## ABOUT THIS TASK:
Repeat each record that follows, keeping it identical.

## EXTRACTED INFORMATION:
___
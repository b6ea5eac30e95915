use biofilm_core::dss::{self, contributing_factors, decide};
use biofilm_core::{
    CalibrationOffsets, Decision, DssRules, Factor, RawReading, SensorReading, Urgency, normalize,
};
use chrono::{DateTime, Utc};
use rstest::rstest;
use std::time::Duration;

fn reading(flow: Option<f64>, turbidity: Option<f64>, tds: Option<f64>, temp: Option<f64>) -> SensorReading {
    let mut r = RawReading::empty(DateTime::<Utc>::UNIX_EPOCH);
    r.flow = flow;
    r.turbidity = turbidity;
    r.tds = tds;
    r.temperature = temp;
    normalize(&r, &CalibrationOffsets::default())
}

#[rstest]
#[case(0.0, 0, Decision::NormalOperation)]
#[case(29.9, 1, Decision::NormalOperation)]
#[case(29.9, 2, Decision::PreventiveMaintenance)]
// three factors at low risk is still preventive: risk < 60 wins
#[case(10.0, 3, Decision::PreventiveMaintenance)]
#[case(30.0, 0, Decision::PreventiveMaintenance)]
#[case(59.9, 4, Decision::PreventiveMaintenance)]
// exactly two factors keeps high risk at preventive
#[case(90.0, 2, Decision::PreventiveMaintenance)]
#[case(60.0, 0, Decision::CorrectiveAction)]
#[case(60.0, 1, Decision::CorrectiveAction)]
#[case(75.0, 3, Decision::CorrectiveAction)]
#[case(100.0, 4, Decision::CorrectiveAction)]
fn rule_table(#[case] risk: f64, #[case] factors: usize, #[case] expected: Decision) {
    assert_eq!(decide(risk, factors, &DssRules::default()), expected);
}

#[test]
fn factors_use_strict_comparisons() {
    let rules = DssRules::default();
    let at_limits = reading(Some(60.0), Some(5.0), Some(500.0), Some(30.0));
    assert!(contributing_factors(&at_limits, &rules).is_empty());

    let past = reading(Some(59.9), Some(5.1), Some(500.1), Some(30.1));
    assert_eq!(
        contributing_factors(&past, &rules),
        vec![Factor::Turbidity, Factor::Flow, Factor::Tds, Factor::Temperature]
    );
}

#[test]
fn unavailable_signals_never_contribute() {
    let r = reading(None, None, None, None);
    assert!(contributing_factors(&r, &DssRules::default()).is_empty());
}

#[test]
fn decision_carries_its_derived_fields() {
    let r = reading(Some(80.0), Some(1.0), None, None);
    let d = dss::evaluate(12.0, &r, &DssRules::default());
    assert_eq!(d.decision, Decision::NormalOperation);
    assert_eq!(d.action, "No maintenance required");
    assert_eq!(d.urgency, Urgency::Low);
    assert_eq!(d.review_window, Duration::from_secs(24 * 3600));
    assert_eq!(d.review_label, "After 24 hours");
    assert_eq!(d.factor_count(), 0);
}

#[test]
fn thresholds_come_from_rules() {
    let rules = DssRules {
        normal_below: 20.0,
        preventive_below: 40.0,
        ..DssRules::default()
    };
    assert_eq!(decide(25.0, 0, &rules), Decision::PreventiveMaintenance);
    assert_eq!(decide(45.0, 0, &rules), Decision::CorrectiveAction);
}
___
## REPLY TO THE EXERCISE:
repository b6ea5eac30e95915
use biofilm_core::dss::{self, contributing_factors, decide};
use biofilm_core::{
    CalibrationOffsets, Decision, DssRules, Factor, RawReading, SensorReading, Urgency, normalize,
};
use chrono::{DateTime, Utc};
use rstest::rstest;
use std::time::Duration;

fn reading(flow: Option<f64>, turbidity: Option<f64>, tds: Option<f64>, temp: Option<f64>) -> SensorReading {
    let mut r = RawReading::empty(DateTime::<Utc>::UNIX_EPOCH);
    r.flow = flow;
    r.turbidity = turbidity;
    r.tds = tds;
    r.temperature = temp;
    normalize(&r, &CalibrationOffsets::default())
}

#[rstest]
#[case(0.0, 0, Decision::NormalOperation)]
#[case(29.9, 1, Decision::NormalOperation)]
#[case(29.9, 2, Decision::PreventiveMaintenance)]
// three factors at low risk is still preventive: risk < 60 wins
#[case(10.0, 3, Decision::PreventiveMaintenance)]
#[case(30.0, 0, Decision::PreventiveMaintenance)]
#[case(59.9, 4, Decision::PreventiveMaintenance)]
// exactly two factors keeps high risk at preventive
#[case(90.0, 2, Decision::PreventiveMaintenance)]
#[case(60.0, 0, Decision::CorrectiveAction)]
#[case(60.0, 1, Decision::CorrectiveAction)]
#[case(75.0, 3, Decision::CorrectiveAction)]
#[case(100.0, 4, Decision::CorrectiveAction)]
fn rule_table(#[case] risk: f64, #[case] factors: usize, #[case] expected: Decision) {
    assert_eq!(decide(risk, factors, &DssRules::default()), expected);
}

#[test]
fn factors_use_strict_comparisons() {
    let rules = DssRules::default();
    let at_limits = reading(Some(60.0), Some(5.0), Some(500.0), Some(30.0));
    assert!(contributing_factors(&at_limits, &rules).is_empty());

    let past = reading(Some(59.9), Some(5.1), Some(500.1), Some(30.1));
    assert_eq!(
        contributing_factors(&past, &rules),
        vec![Factor::Turbidity, Factor::Flow, Factor::Tds, Factor::Temperature]
    );
}

#[test]
fn unavailable_signals_never_contribute() {
    let r = reading(None, None, None, None);
    assert!(contributing_factors(&r, &DssRules::default()).is_empty());
}

#[test]
fn decision_carries_its_derived_fields() {
    let r = reading(Some(80.0), Some(1.0), None, None);
    let d = dss::evaluate(12.0, &r, &DssRules::default());
    assert_eq!(d.decision, Decision::NormalOperation);
    assert_eq!(d.action, "No maintenance required");
    assert_eq!(d.urgency, Urgency::Low);
    assert_eq!(d.review_window, Duration::from_secs(24 * 3600));
    assert_eq!(d.review_label, "After 24 hours");
    assert_eq!(d.factor_count(), 0);
}

#[test]
fn thresholds_come_from_rules() {
    let rules = DssRules {
        normal_below: 20.0,
        preventive_below: 40.0,
        ..DssRules::default()
    };
    assert_eq!(decide(25.0, 0, &rules), Decision::PreventiveMaintenance);
    assert_eq!(decide(45.0, 0, &rules), Decision::CorrectiveAction);
}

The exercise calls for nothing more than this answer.